**Records supplied**

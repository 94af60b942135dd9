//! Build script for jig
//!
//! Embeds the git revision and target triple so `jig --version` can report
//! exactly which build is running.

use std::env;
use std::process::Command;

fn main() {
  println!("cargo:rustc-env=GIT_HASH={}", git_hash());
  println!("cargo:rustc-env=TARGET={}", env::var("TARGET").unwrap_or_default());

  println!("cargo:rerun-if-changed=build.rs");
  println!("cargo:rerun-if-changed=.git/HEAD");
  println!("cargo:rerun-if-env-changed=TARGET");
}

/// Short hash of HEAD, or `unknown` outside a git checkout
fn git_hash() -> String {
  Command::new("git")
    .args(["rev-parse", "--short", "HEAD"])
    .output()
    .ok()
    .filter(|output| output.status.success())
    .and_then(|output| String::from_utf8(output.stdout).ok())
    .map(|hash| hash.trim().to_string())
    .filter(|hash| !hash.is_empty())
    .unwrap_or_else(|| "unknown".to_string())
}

**Your objective**
Retype the records above exactly, so that no line differs from its source.

**Exercise solution**
repository 94af60b942135dd9
//! Build script for jig
//!
//! Embeds the git revision and target triple so `jig --version` can report
//! exactly which build is running.

use std::env;
use std::process::Command;

fn main() {
  println!("cargo:rustc-env=GIT_HASH={}", git_hash());
  println!("cargo:rustc-env=TARGET={}", env::var("TARGET").unwrap_or_default());

  println!("cargo:rerun-if-changed=build.rs");
  println!("cargo:rerun-if-changed=.git/HEAD");
  println!("cargo:rerun-if-env-changed=TARGET");
}

/// Short hash of HEAD, or `unknown` outside a git checkout
fn git_hash() -> String {
  Command::new("git")
    .args(["rev-parse", "--short", "HEAD"])
    .output()
    .ok()
    .filter(|output| output.status.success())
    .and_then(|output| String::from_utf8(output.stdout).ok())
    .map(|hash| hash.trim().to_string())
    .filter(|hash| !hash.is_empty())
    .unwrap_or_else(|| "unknown".to_string())
}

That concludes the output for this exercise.